Each year, somewhere between 12- and 15-million motor vehicles — cars and trucks, minivans and sedans, coupes and convertibles — are banished to American wrecking yards, and in many cases to the crusher. And those are just the intentional losses.

Everyone knows the fate of the Norseman, the Ghia-built Chrysler concept that went down with the Andrea Doria. But did you know neither of the Curved-Dash Oldsmobiles that competed in the first motorcar race across the country in 1905 still exist? In fact, none of the 21 cars participating in the original Glidden Tour — from Detroit to Kansas City in 1909 — are known to survive.

And it’s not just the cars. The remaining pioneers and even the scions of the automotive industry are getting on in years.

Oh, and one more thing: There are a lot of romantic myths about many of the historic cars that do exist, and it’s amazing how many of them prove to be sheer fantasies when real research is conducted.

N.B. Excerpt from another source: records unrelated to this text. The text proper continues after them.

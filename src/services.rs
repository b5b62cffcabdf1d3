pub mod auth;
pub mod identity;
pub mod sla;
pub mod team_service;
pub mod client_service;
pub mod ticket_service;
pub mod dashboard_service;
pub mod crm_service;
// src/db/crm_repo.rs

use rust_decimal::Decimal;
use sqlx::{Executor, PgPool, Postgres};
use uuid::Uuid;

use crate::{
    common::error::{map_unique_violation, AppError},
    models::crm::{Company, Contact, Deal, DealStatus, Funnel, Stage},
};

const DEAL_COLUMNS: &str = "id, tenant_id, title, value, funnel_id, stage_id, company_id, \
     contact_id, responsible_id, status, created_at, updated_at";

pub struct DealFields<'a> {
    pub title: &'a str,
    pub value: Decimal,
    pub company_id: Option<Uuid>,
    pub contact_id: Option<Uuid>,
    pub responsible_id: Option<Uuid>,
}

#[derive(Clone)]
pub struct CrmRepository {
    pool: PgPool,
}

impl CrmRepository {
    pub fn new(pool: PgPool) -> Self {
        Self { pool }
    }

    // =========================================================================
    //  FUNIS E ETAPAS
    // =========================================================================

    pub async fn create_funnel<'e, E>(&self, executor: E, tenant_id: Uuid, name: &str) -> Result<Funnel, AppError>
    where
        E: Executor<'e, Database = Postgres>,
    {
        sqlx::query_as::<_, Funnel>(
            r#"
            INSERT INTO crm_funnels (tenant_id, name)
            VALUES ($1, $2)
            RETURNING id, tenant_id, name, created_at
            "#,
        )
        .bind(tenant_id)
        .bind(name)
        .fetch_one(executor)
        .await
        .map_err(|e| map_unique_violation(e, format!("O funil '{}' já existe.", name)))
    }

    pub async fn list_funnels<'e, E>(&self, executor: E, tenant_id: Uuid) -> Result<Vec<Funnel>, AppError>
    where
        E: Executor<'e, Database = Postgres>,
    {
        let funnels = sqlx::query_as::<_, Funnel>(
            "SELECT id, tenant_id, name, created_at FROM crm_funnels WHERE tenant_id = $1 ORDER BY created_at",
        )
        .bind(tenant_id)
        .fetch_all(executor)
        .await?;

        Ok(funnels)
    }

    pub async fn get_funnel<'e, E>(&self, executor: E, tenant_id: Uuid, id: Uuid) -> Result<Option<Funnel>, AppError>
    where
        E: Executor<'e, Database = Postgres>,
    {
        let funnel = sqlx::query_as::<_, Funnel>(
            "SELECT id, tenant_id, name, created_at FROM crm_funnels WHERE tenant_id = $1 AND id = $2",
        )
        .bind(tenant_id)
        .bind(id)
        .fetch_optional(executor)
        .await?;

        Ok(funnel)
    }

    /// Nova etapa entra no fim do funil quando a posição não é informada.
    pub async fn create_stage<'e, E>(
        &self,
        executor: E,
        tenant_id: Uuid,
        funnel_id: Uuid,
        name: &str,
        position: Option<i32>,
        color: Option<&str>,
    ) -> Result<Stage, AppError>
    where
        E: Executor<'e, Database = Postgres>,
    {
        let stage = sqlx::query_as::<_, Stage>(
            r#"
            INSERT INTO crm_stages (tenant_id, funnel_id, name, position, color)
            VALUES (
                $1, $2, $3,
                COALESCE($4, (SELECT COALESCE(MAX(position), 0) + 1 FROM crm_stages WHERE funnel_id = $2)),
                $5
            )
            RETURNING id, tenant_id, funnel_id, name, position, color
            "#,
        )
        .bind(tenant_id)
        .bind(funnel_id)
        .bind(name)
        .bind(position)
        .bind(color)
        .fetch_one(executor)
        .await?;

        Ok(stage)
    }

    pub async fn list_stages<'e, E>(&self, executor: E, tenant_id: Uuid, funnel_id: Uuid) -> Result<Vec<Stage>, AppError>
    where
        E: Executor<'e, Database = Postgres>,
    {
        let stages = sqlx::query_as::<_, Stage>(
            r#"
            SELECT id, tenant_id, funnel_id, name, position, color
            FROM crm_stages
            WHERE tenant_id = $1 AND funnel_id = $2
            ORDER BY position ASC
            "#,
        )
        .bind(tenant_id)
        .bind(funnel_id)
        .fetch_all(executor)
        .await?;

        Ok(stages)
    }

    pub async fn get_stage<'e, E>(&self, executor: E, tenant_id: Uuid, id: Uuid) -> Result<Option<Stage>, AppError>
    where
        E: Executor<'e, Database = Postgres>,
    {
        let stage = sqlx::query_as::<_, Stage>(
            "SELECT id, tenant_id, funnel_id, name, position, color FROM crm_stages WHERE tenant_id = $1 AND id = $2",
        )
        .bind(tenant_id)
        .bind(id)
        .fetch_optional(executor)
        .await?;

        Ok(stage)
    }

    // =========================================================================
    //  NEGÓCIOS
    // =========================================================================

    pub async fn create_deal<'e, E>(
        &self,
        executor: E,
        tenant_id: Uuid,
        funnel_id: Uuid,
        stage_id: Uuid,
        fields: &DealFields<'_>,
    ) -> Result<Deal, AppError>
    where
        E: Executor<'e, Database = Postgres>,
    {
        let sql = format!(
            r#"
            INSERT INTO crm_deals (
                tenant_id, title, value, funnel_id, stage_id,
                company_id, contact_id, responsible_id, status
            )
            VALUES ($1, $2, $3, $4, $5, $6, $7, $8, $9)
            RETURNING {}
            "#,
            DEAL_COLUMNS
        );

        let deal = sqlx::query_as::<_, Deal>(&sql)
            .bind(tenant_id)
            .bind(fields.title)
            .bind(fields.value)
            .bind(funnel_id)
            .bind(stage_id)
            .bind(fields.company_id)
            .bind(fields.contact_id)
            .bind(fields.responsible_id)
            .bind(DealStatus::Active.as_str())
            .fetch_one(executor)
            .await?;

        Ok(deal)
    }

    pub async fn list_deals<'e, E>(
        &self,
        executor: E,
        tenant_id: Uuid,
        funnel_id: Option<Uuid>,
    ) -> Result<Vec<Deal>, AppError>
    where
        E: Executor<'e, Database = Postgres>,
    {
        let sql = format!(
            r#"
            SELECT {}
            FROM crm_deals
            WHERE tenant_id = $1 AND ($2::uuid IS NULL OR funnel_id = $2)
            ORDER BY created_at DESC
            "#,
            DEAL_COLUMNS
        );

        let deals = sqlx::query_as::<_, Deal>(&sql)
            .bind(tenant_id)
            .bind(funnel_id)
            .fetch_all(executor)
            .await?;

        Ok(deals)
    }

    pub async fn get_deal<'e, E>(&self, executor: E, tenant_id: Uuid, id: Uuid) -> Result<Option<Deal>, AppError>
    where
        E: Executor<'e, Database = Postgres>,
    {
        let sql = format!("SELECT {} FROM crm_deals WHERE tenant_id = $1 AND id = $2", DEAL_COLUMNS);

        let deal = sqlx::query_as::<_, Deal>(&sql)
            .bind(tenant_id)
            .bind(id)
            .fetch_optional(executor)
            .await?;

        Ok(deal)
    }

    pub async fn update_deal<'e, E>(
        &self,
        executor: E,
        tenant_id: Uuid,
        id: Uuid,
        fields: &DealFields<'_>,
    ) -> Result<Option<Deal>, AppError>
    where
        E: Executor<'e, Database = Postgres>,
    {
        let sql = format!(
            r#"
            UPDATE crm_deals
            SET title = $3, value = $4, company_id = $5, contact_id = $6,
                responsible_id = $7, updated_at = NOW()
            WHERE tenant_id = $1 AND id = $2
            RETURNING {}
            "#,
            DEAL_COLUMNS
        );

        let deal = sqlx::query_as::<_, Deal>(&sql)
            .bind(tenant_id)
            .bind(id)
            .bind(fields.title)
            .bind(fields.value)
            .bind(fields.company_id)
            .bind(fields.contact_id)
            .bind(fields.responsible_id)
            .fetch_optional(executor)
            .await?;

        Ok(deal)
    }

    pub async fn move_deal<'e, E>(
        &self,
        executor: E,
        tenant_id: Uuid,
        id: Uuid,
        stage_id: Uuid,
    ) -> Result<Deal, AppError>
    where
        E: Executor<'e, Database = Postgres>,
    {
        let sql = format!(
            "UPDATE crm_deals SET stage_id = $3, updated_at = NOW() WHERE tenant_id = $1 AND id = $2 RETURNING {}",
            DEAL_COLUMNS
        );

        let deal = sqlx::query_as::<_, Deal>(&sql)
            .bind(tenant_id)
            .bind(id)
            .bind(stage_id)
            .fetch_one(executor)
            .await?;

        Ok(deal)
    }

    pub async fn set_deal_status<'e, E>(
        &self,
        executor: E,
        tenant_id: Uuid,
        id: Uuid,
        status: DealStatus,
    ) -> Result<Option<Deal>, AppError>
    where
        E: Executor<'e, Database = Postgres>,
    {
        let sql = format!(
            "UPDATE crm_deals SET status = $3, updated_at = NOW() WHERE tenant_id = $1 AND id = $2 RETURNING {}",
            DEAL_COLUMNS
        );

        let deal = sqlx::query_as::<_, Deal>(&sql)
            .bind(tenant_id)
            .bind(id)
            .bind(status.as_str())
            .fetch_optional(executor)
            .await?;

        Ok(deal)
    }

    pub async fn delete_deal<'e, E>(&self, executor: E, tenant_id: Uuid, id: Uuid) -> Result<bool, AppError>
    where
        E: Executor<'e, Database = Postgres>,
    {
        let result = sqlx::query("DELETE FROM crm_deals WHERE tenant_id = $1 AND id = $2")
            .bind(tenant_id)
            .bind(id)
            .execute(executor)
            .await?;

        Ok(result.rows_affected() > 0)
    }

    // =========================================================================
    //  EMPRESAS E CONTATOS
    // =========================================================================

    pub async fn create_company<'e, E>(
        &self,
        executor: E,
        tenant_id: Uuid,
        name: &str,
        document: Option<&str>,
    ) -> Result<Company, AppError>
    where
        E: Executor<'e, Database = Postgres>,
    {
        sqlx::query_as::<_, Company>(
            r#"
            INSERT INTO crm_companies (tenant_id, name, document)
            VALUES ($1, $2, $3)
            RETURNING id, tenant_id, name, document, created_at
            "#,
        )
        .bind(tenant_id)
        .bind(name)
        .bind(document)
        .fetch_one(executor)
        .await
        .map_err(|e| map_unique_violation(e, "Já existe uma empresa com este documento."))
    }

    pub async fn list_companies<'e, E>(&self, executor: E, tenant_id: Uuid) -> Result<Vec<Company>, AppError>
    where
        E: Executor<'e, Database = Postgres>,
    {
        let companies = sqlx::query_as::<_, Company>(
            "SELECT id, tenant_id, name, document, created_at FROM crm_companies WHERE tenant_id = $1 ORDER BY name",
        )
        .bind(tenant_id)
        .fetch_all(executor)
        .await?;

        Ok(companies)
    }

    pub async fn create_contact<'e, E>(
        &self,
        executor: E,
        tenant_id: Uuid,
        company_id: Option<Uuid>,
        name: &str,
        email: Option<&str>,
        phone: Option<&str>,
    ) -> Result<Contact, AppError>
    where
        E: Executor<'e, Database = Postgres>,
    {
        let contact = sqlx::query_as::<_, Contact>(
            r#"
            INSERT INTO crm_contacts (tenant_id, company_id, name, email, phone)
            VALUES ($1, $2, $3, $4, $5)
            RETURNING id, tenant_id, company_id, name, email, phone, created_at
            "#,
        )
        .bind(tenant_id)
        .bind(company_id)
        .bind(name)
        .bind(email)
        .bind(phone)
        .fetch_one(executor)
        .await?;

        Ok(contact)
    }

    pub async fn list_contacts<'e, E>(
        &self,
        executor: E,
        tenant_id: Uuid,
        company_id: Option<Uuid>,
    ) -> Result<Vec<Contact>, AppError>
    where
        E: Executor<'e, Database = Postgres>,
    {
        let contacts = sqlx::query_as::<_, Contact>(
            r#"
            SELECT id, tenant_id, company_id, name, email, phone, created_at
            FROM crm_contacts
            WHERE tenant_id = $1 AND ($2::uuid IS NULL OR company_id = $2)
            ORDER BY name
            "#,
        )
        .bind(tenant_id)
        .bind(company_id)
        .fetch_all(executor)
        .await?;

        Ok(contacts)
    }
}
// src/middleware/auth.rs

use axum::{
    extract::FromRequestParts,
    http::{request::Parts, StatusCode},
};

use crate::{common::error::ApiError, models::auth::AuthUser};

// Extrator para obter o usuário autenticado diretamente nos handlers.
// Quem preenche é o `tenant_guard`.
#[derive(Debug, Clone)]
pub struct AuthenticatedUser(pub AuthUser);

impl<S> FromRequestParts<S> for AuthenticatedUser
where
    S: Send + Sync,
{
    type Rejection = ApiError;

    async fn from_request_parts(parts: &mut Parts, _state: &S) -> Result<Self, Self::Rejection> {
        parts
            .extensions
            .get::<AuthenticatedUser>()
            .cloned()
            .ok_or_else(|| ApiError::new(StatusCode::UNAUTHORIZED, "Usuário não autenticado"))
    }
}
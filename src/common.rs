pub mod db_utils;
pub mod error;
pub mod i18n;
pub mod extract;
// src/services/client_service.rs

use sqlx::{Executor, Postgres};
use uuid::Uuid;

use crate::{
    common::error::AppError,
    db::{client_repo::ClientFields, ClientRepository},
    models::client::Client,
};

#[derive(Clone)]
pub struct ClientService {
    repo: ClientRepository,
}

impl ClientService {
    pub fn new(repo: ClientRepository) -> Self {
        Self { repo }
    }

    pub async fn create_client<'e, E>(
        &self,
        executor: E,
        tenant_id: Uuid,
        fields: &ClientFields<'_>,
    ) -> Result<Client, AppError>
    where
        E: Executor<'e, Database = Postgres>,
    {
        self.repo.create(executor, tenant_id, fields).await
    }

    pub async fn list_clients<'e, E>(
        &self,
        executor: E,
        tenant_id: Uuid,
        search: Option<&str>,
    ) -> Result<Vec<Client>, AppError>
    where
        E: Executor<'e, Database = Postgres>,
    {
        // Busca vazia é o mesmo que sem filtro
        let search = search.map(str::trim).filter(|s| !s.is_empty());
        self.repo.list(executor, tenant_id, search).await
    }

    pub async fn get_client<'e, E>(&self, executor: E, tenant_id: Uuid, id: Uuid) -> Result<Client, AppError>
    where
        E: Executor<'e, Database = Postgres>,
    {
        self.repo
            .get(executor, tenant_id, id)
            .await?
            .ok_or_else(|| AppError::ResourceNotFound("Cliente".into()))
    }

    pub async fn update_client<'e, E>(
        &self,
        executor: E,
        tenant_id: Uuid,
        id: Uuid,
        fields: &ClientFields<'_>,
    ) -> Result<Client, AppError>
    where
        E: Executor<'e, Database = Postgres>,
    {
        self.repo
            .update(executor, tenant_id, id, fields)
            .await?
            .ok_or_else(|| AppError::ResourceNotFound("Cliente".into()))
    }

    pub async fn delete_client<'e, E>(&self, executor: E, tenant_id: Uuid, id: Uuid) -> Result<(), AppError>
    where
        E: Executor<'e, Database = Postgres>,
    {
        if !self.repo.delete(executor, tenant_id, id).await? {
            return Err(AppError::ResourceNotFound("Cliente".into()));
        }
        Ok(())
    }
}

The Historic Vehicle Association has taken on the job of preserving America’s automotive heritage and of sharing that heritage well beyond the traditional group of car enthusiasts.

“From hobby to heritage,” said HVA president Mark Gessler.

“But where do automobiles fit?” wondered Bruce Judd, who in 1980 was among the first to specialize in historic preservation architecture and for eight years was the Presidential-appointed expert member of the Advisory Council on Historic Preservation, the federal agency overseeing national architectural preservation issues.

“Buildings are a physical link to our past,” Judd told the recent HVA Summit meeting held near Washington, D.C. “This is where something happened and now you can walk through it.”

All 21 starters from the first Glidden Tour starters are missing
All 21 starters from the first Glidden Tour are missing

But, he added, “Automobiles also link us to our past. We also have lived with cars. They are an important part of our lives.”

Judd offered examples ranging from the Rosa Park bus to the number of people who possess photographs of themselves and their family members posed beside their cars, if not sitting at the steering wheel.

In 1966, Congress passed the National Historic Preservation Act. Today, more than 80,000 buildings are included in the National Register of Historic Places. The HVA has worked for several years with the Department of the Interior, the National Park Service and the Library of Congress and its Historic American Engineering Record to lay the groundwork, establish criteria and finally to launch a National History Vehicle Register to celebrate the automobile’s place in American culture.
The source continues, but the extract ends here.